Truyen3h.Co

Hello mellow

Tigapuluh

authoriya

Hari ke-22 di bulan Juli.

Ruang kuningan di lantai 2 tampak ramai. Beberapa menunggu waktu untuk menjalani tahapan kemoterapi, dan beberapa lagi sudah selesai melakukan tahapan kemoterapi. Bau khas dari rumah sakit pun turut mendominasi ketika Unggah menapaki kakinya pada lantai paling atas ke lantai 2.

Baju kemeja berwarna navy melekat tanpa dikancingkan di tubuhnya, sedangkan ia memakai kaos oblong bewarna hitam sebagai dalamannya. Dibalut dengan sepatu kets hitam senada dengan celana levis yang ia kenakan, tungkai panjangnya melangkah menuju ruang kuningan no. 6 yang berada di koridor paling ujung.

Lagi-lagi, cowok berpostur tinggi itu memilih membolos sekolah demi menemani seseorang tersayangnya menjalani kemoterapi. Padahal ia sendiri tahu, bahwa amunisi bolos sekolahnya tinggal satu kali lagi untuk kata 'Izin' , dua kali lagi untuk kata 'Sakit'. Sementara, untuk izin tanpa keterangan, diusahakan Unggah supaya tetap terjaga. Selain karena menjaga supaya Mama-nya tidak mengomel, nggak etis juga rasanya tidak naik kelas hanya karena sering bolos sekolah.

"Lo nggak sekolah lagi?" suara tanya mengudara tepat ketika Unggah menutup pintu di belakangnya. Membawa setangkai mawah merah di tangan, Unggah melangkah mendekat kepada si empu-nya suara. Tanpa menjawab pertanyaan yang di lontarkan.

"Kan gue bilang, nggak usah kesini kalau waktu sekolah," Hani merengut sebal, namun tangannya masih mau terulur untuk mengambil tangkai mawar yang diberikan Unggah buatnya. Lalu, mencium pelan pada kelopak mawar ditangannya. "Lo nggak boleh ngutamain cewek pesakitan yang nyaris botak daripada sekolah lo." Hani mendesah.

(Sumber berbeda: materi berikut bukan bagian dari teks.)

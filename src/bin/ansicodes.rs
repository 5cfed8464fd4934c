//! CLI tool for ANSI escape codes and override lists.

use ansicodes::codes::{paint, NAMED};
use ansicodes::{pad_trailing, strip, strip_output, Channel, OverrideStore, Rgb, StoreCommand};
use anyhow::{Context, Result};
use clap::{Parser, Subcommand};
use std::io::{self, Read, Write};
use std::path::PathBuf;
use tracing_subscriber::EnvFilter;

/// Column width for names in the palette listing
const PALETTE_NAME_WIDTH: usize = 18;

#[derive(Parser)]
#[command(name = "ansicodes")]
#[command(author, version, about = "Build, inspect and strip ANSI escape codes", long_about = None)]
struct Args {
    /// Enable debug logging (RUST_LOG overrides)
    #[arg(short, long, global = true)]
    verbose: bool,

    #[command(subcommand)]
    command: Command,
}

#[derive(Subcommand)]
enum Command {
    /// Remove escape sequences from --text, or from stdin
    Strip {
        /// Text to strip instead of reading stdin
        #[arg(long)]
        text: Option<String>,
    },

    /// Print the escape for an RGB color
    Rgb {
        /// Red channel (0-255, default 255)
        #[arg(default_value = "255")]
        red: Channel,

        /// Green channel (0-255, default 255)
        #[arg(default_value = "255")]
        green: Channel,

        /// Blue channel (0-255, default 255)
        #[arg(default_value = "255")]
        blue: Channel,

        /// Set the background color instead of the text color
        #[arg(short, long)]
        background: bool,

        /// Write the raw escape instead of its escaped form
        #[arg(long)]
        raw: bool,
    },

    /// Show every named code rendered in its own style
    Palette,

    /// Load an override list, apply a command, save and print it
    Overrides {
        /// JSON file holding the list
        file: PathBuf,

        /// Number of entries the list must hold
        #[arg(short, long, default_value_t = 0)]
        len: usize,

        /// Position to toggle, or clear/reset/wipe/all
        command: Option<StoreCommand>,
    },
}

fn main() -> Result<()> {
    let args = Args::parse();
    init_logging(args.verbose);

    let stdout = io::stdout();
    let mut out = stdout.lock();

    match args.command {
        Command::Strip { text: Some(text) } => writeln!(out, "{}", strip(&text))?,
        Command::Strip { text: None } => {
            let mut input = Vec::new();
            io::stdin()
                .read_to_end(&mut input)
                .context("Failed to read stdin")?;
            out.write_all(&strip_output(input))?;
        }
        Command::Rgb {
            red,
            green,
            blue,
            background,
            raw,
        } => {
            let rgb = Rgb {
                red,
                green,
                blue,
            };
            let code = if background {
                rgb.background()
            } else {
                rgb.foreground()
            };
            if raw {
                out.write_all(code.as_bytes())?;
            } else {
                writeln!(out, "{}  {}", code.escape_default(), paint(&code, "sample"))?;
            }
        }
        Command::Palette => {
            for (name, code) in NAMED {
                let label = pad_trailing(&paint(code, name), PALETTE_NAME_WIDTH);
                writeln!(out, "{label}{}", code.escape_default())?;
            }
        }
        Command::Overrides { file, len, command } => {
            let mut store = OverrideStore::builder()
                .path(&file)
                .len(len)
                .load()
                .with_context(|| format!("Failed to load {}", file.display()))?;
            if let Some(command) = command {
                store.apply(command)?;
                store.save()?;
            }
            out.write_all(store.status_lines().as_bytes())?;
        }
    }

    Ok(())
}

fn init_logging(verbose: bool) {
    let level = if verbose { "debug" } else { "warn" };
    let filter = EnvFilter::try_from_default_env().unwrap_or_else(|_| EnvFilter::new(level));
    tracing_subscriber::fmt()
        .with_env_filter(filter)
        .with_writer(io::stderr)
        .with_target(false)
        .init();
}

"Gue nggak bolos kok." kata Unggah. Cowok itu mengambil duduk di ujung brankar, dengan gaya tarikan Unggah membawa Hani masuk dalam rengkuhannya. Ia menyandarkan kepala pada pundak mungil Hani sambil menghirup dalam-dalam aroma tubuh cewek itu. Matanya terpejam seraya makin mengeratkan rengkuhannya. "Tadi kirim surat cinta buat Ibu mertua di sekolah."

Sudut bibir Hani tertarik kecil. Ia tahu sekali siapa yang dimaksud Unggah sebagai 'Ibu mertua' di sekolah itu; Bu indri.

Masih ingat dalam ingatan, perihal pertama kali ia mengenal Unggah. Juga, pertama kali cowok itu meminjam buku PKN-nya di hari kedua Unggah belajar mata pelajaran yang di ampu oleh Bu Indri--yang juga selaku wali kelas Hani.

Adalah benar, bahwa waktu cepat berlalu, namun kenangan akan senantiasa tertinggal.

Hani membawa tangannya membalas pelukan, mengambil energi sebanyak-banyaknya dari cowok yang menjabat sebagai kekasihnya itu. Karena, mungkin saja quote menye itu benar, bahwa cinta bisa menguatkan siapapun yang merasakannya. "Kalau gue nanti nggak ad--"

"La la la la, nggak denger, nggak denger..." Unggah menguraikan pelukan, membawa kedua tangannya menutupi kedua telinga sambil menggeleng-gelengkan kepalanya. Sedikitpun, cowok itu tak pernah mau mendengar perandaian yang hendak dibicarakan oleh Hani. Sama sekali. Karena bagi Unggah, selama masih ada Tuhan, dilarang keras berandai-andai tentang hal yang buruk barang sedetikpun.

***

Hari ke-25 di bulan Juli.

Balik sekolah gue langsung ksn.
Ada ulangan, jd gak bisa nemenin lo hari ini. Gue sayang lo, tau kan?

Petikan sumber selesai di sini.